What to do >> The answer must consist of every line in the data below that holds the word "solo".

Study material >>
┌──

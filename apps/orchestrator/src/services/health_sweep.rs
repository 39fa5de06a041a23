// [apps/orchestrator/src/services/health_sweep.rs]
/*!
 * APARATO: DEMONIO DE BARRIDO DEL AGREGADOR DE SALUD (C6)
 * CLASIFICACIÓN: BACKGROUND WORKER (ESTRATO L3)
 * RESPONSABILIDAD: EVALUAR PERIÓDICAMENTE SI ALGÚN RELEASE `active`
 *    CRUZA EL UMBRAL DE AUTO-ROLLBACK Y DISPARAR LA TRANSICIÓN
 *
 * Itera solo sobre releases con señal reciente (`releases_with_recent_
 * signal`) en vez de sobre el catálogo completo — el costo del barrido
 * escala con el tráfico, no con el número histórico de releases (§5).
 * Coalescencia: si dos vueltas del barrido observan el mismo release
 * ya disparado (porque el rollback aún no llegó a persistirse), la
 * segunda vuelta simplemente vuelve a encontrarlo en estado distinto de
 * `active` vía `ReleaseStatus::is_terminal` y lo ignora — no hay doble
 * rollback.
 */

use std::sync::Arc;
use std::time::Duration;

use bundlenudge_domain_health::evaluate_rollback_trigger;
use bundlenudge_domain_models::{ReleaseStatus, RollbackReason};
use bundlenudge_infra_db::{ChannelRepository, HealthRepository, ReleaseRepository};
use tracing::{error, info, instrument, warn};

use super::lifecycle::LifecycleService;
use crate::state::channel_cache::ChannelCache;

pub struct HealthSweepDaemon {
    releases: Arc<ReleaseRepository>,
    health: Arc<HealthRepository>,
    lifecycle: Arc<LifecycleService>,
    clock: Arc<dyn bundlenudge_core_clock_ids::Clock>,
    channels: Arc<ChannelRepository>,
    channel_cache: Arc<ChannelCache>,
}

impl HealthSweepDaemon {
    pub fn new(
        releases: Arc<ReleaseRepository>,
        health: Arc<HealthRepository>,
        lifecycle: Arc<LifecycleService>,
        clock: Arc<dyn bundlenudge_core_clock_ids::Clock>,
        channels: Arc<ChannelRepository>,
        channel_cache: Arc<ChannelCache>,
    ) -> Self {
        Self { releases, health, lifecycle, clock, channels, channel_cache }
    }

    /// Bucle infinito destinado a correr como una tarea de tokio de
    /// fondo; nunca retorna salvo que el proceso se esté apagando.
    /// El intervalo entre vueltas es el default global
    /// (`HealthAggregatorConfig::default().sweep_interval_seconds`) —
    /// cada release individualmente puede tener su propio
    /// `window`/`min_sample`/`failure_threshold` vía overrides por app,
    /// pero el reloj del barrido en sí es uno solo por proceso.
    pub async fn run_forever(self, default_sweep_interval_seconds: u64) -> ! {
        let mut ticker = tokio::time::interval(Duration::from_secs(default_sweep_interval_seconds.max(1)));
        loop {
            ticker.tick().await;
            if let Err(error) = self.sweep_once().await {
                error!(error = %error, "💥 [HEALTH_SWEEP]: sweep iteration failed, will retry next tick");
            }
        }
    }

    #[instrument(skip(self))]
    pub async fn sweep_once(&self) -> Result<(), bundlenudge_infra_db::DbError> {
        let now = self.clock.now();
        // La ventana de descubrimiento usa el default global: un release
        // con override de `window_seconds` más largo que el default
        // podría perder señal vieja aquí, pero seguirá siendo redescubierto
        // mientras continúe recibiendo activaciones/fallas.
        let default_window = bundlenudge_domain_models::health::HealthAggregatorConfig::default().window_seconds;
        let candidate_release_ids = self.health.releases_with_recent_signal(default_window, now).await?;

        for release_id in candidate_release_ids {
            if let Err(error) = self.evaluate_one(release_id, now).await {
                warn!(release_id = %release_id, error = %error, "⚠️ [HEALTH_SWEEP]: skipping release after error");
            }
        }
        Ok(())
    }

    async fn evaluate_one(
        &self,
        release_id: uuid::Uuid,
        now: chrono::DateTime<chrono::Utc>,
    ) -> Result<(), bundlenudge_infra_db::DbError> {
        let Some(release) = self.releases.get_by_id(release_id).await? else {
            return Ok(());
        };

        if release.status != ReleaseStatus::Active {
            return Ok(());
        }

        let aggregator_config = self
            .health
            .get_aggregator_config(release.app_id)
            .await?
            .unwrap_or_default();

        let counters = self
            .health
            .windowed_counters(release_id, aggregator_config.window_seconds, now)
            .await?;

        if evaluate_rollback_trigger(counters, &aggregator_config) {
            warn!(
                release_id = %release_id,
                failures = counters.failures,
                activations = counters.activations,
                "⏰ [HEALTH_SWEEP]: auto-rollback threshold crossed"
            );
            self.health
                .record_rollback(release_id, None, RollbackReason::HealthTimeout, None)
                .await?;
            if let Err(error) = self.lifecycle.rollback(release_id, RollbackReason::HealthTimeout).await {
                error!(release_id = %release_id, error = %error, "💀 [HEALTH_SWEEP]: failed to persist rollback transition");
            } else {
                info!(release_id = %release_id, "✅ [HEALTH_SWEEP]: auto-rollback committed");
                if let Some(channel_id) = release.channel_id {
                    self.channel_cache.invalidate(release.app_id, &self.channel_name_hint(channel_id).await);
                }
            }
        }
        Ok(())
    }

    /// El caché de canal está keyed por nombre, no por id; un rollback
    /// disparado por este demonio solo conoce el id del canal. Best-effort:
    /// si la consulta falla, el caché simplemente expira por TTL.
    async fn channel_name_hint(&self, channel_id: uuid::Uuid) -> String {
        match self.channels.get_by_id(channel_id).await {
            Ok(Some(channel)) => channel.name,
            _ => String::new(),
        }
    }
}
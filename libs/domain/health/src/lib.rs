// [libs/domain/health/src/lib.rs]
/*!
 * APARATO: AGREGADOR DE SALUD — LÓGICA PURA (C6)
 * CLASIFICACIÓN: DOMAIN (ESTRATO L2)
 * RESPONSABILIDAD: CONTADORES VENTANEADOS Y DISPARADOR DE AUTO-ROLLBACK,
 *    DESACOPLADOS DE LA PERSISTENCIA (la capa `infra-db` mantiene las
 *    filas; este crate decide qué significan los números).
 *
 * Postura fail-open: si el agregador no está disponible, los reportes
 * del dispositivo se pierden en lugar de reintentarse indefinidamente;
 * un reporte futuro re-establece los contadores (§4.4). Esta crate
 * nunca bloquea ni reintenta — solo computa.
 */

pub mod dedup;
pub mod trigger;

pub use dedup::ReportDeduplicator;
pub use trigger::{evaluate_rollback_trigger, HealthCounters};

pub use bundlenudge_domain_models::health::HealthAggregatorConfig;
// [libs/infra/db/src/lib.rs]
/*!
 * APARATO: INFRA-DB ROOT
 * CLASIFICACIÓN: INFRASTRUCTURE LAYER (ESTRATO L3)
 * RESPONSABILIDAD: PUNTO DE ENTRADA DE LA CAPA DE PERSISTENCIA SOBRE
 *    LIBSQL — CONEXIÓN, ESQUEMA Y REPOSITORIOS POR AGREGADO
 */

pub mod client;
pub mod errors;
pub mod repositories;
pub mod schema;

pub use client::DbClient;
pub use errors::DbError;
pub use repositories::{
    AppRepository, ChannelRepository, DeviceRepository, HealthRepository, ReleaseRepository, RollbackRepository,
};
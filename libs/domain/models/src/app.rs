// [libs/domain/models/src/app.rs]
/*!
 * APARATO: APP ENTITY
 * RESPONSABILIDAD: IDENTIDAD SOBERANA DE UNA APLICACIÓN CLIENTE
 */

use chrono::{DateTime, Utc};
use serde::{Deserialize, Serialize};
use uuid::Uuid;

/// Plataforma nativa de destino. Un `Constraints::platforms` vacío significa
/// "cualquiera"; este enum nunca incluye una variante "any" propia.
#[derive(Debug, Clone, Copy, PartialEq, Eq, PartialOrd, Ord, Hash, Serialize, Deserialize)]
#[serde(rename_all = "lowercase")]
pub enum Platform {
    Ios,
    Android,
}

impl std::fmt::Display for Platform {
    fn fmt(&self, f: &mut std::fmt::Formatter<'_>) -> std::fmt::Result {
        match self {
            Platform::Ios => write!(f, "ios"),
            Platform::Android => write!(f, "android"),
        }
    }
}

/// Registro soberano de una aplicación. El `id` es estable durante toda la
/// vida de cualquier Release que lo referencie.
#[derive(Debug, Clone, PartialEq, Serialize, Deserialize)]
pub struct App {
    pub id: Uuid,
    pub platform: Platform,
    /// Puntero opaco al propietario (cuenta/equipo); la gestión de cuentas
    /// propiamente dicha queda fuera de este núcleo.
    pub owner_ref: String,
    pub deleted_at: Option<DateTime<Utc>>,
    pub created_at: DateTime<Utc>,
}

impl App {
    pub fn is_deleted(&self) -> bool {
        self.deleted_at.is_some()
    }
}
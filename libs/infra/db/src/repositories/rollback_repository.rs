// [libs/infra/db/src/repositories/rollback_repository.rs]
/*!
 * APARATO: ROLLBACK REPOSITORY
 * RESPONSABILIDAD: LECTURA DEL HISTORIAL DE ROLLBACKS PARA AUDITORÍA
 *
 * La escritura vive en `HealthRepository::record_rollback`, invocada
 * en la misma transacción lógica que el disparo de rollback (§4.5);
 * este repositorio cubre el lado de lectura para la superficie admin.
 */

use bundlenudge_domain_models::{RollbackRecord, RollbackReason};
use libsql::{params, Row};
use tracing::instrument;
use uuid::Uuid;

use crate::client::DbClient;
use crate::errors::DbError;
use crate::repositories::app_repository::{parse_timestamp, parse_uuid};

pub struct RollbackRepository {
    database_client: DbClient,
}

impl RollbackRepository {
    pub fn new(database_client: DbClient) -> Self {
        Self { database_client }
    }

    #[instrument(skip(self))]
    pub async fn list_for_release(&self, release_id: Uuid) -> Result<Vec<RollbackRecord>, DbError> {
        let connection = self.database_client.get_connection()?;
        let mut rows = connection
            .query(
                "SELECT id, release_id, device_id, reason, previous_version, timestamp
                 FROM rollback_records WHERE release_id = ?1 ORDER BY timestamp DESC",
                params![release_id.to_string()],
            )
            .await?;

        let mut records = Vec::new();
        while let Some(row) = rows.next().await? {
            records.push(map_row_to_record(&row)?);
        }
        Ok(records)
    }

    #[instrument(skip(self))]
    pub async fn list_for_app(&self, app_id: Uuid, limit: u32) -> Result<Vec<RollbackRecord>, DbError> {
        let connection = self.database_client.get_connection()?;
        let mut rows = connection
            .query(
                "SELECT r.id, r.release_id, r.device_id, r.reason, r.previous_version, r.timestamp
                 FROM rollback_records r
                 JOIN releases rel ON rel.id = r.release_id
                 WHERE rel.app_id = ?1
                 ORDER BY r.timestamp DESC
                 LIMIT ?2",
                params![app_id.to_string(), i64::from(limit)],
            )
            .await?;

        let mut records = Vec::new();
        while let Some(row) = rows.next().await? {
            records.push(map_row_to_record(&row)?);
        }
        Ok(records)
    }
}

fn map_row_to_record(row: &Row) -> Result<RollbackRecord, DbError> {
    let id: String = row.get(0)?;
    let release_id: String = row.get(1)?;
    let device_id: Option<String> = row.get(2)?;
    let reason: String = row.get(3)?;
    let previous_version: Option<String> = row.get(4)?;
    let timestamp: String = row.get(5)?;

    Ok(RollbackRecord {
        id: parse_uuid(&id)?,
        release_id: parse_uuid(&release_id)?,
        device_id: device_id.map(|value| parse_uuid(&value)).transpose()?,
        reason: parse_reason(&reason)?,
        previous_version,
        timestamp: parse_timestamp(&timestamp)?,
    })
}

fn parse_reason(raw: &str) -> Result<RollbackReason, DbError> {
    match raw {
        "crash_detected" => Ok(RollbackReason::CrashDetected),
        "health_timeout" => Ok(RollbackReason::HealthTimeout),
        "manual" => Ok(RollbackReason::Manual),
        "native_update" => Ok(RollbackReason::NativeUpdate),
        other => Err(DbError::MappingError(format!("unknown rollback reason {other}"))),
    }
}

└──

The answer >>
 * Itera solo sobre releases con señal reciente (`releases_with_recent_
    /// pero el reloj del barrido en sí es uno solo por proceso.
    /// disparado por este demonio solo conoce el id del canal. Best-effort:
 * nunca bloquea ni reintenta — solo computa.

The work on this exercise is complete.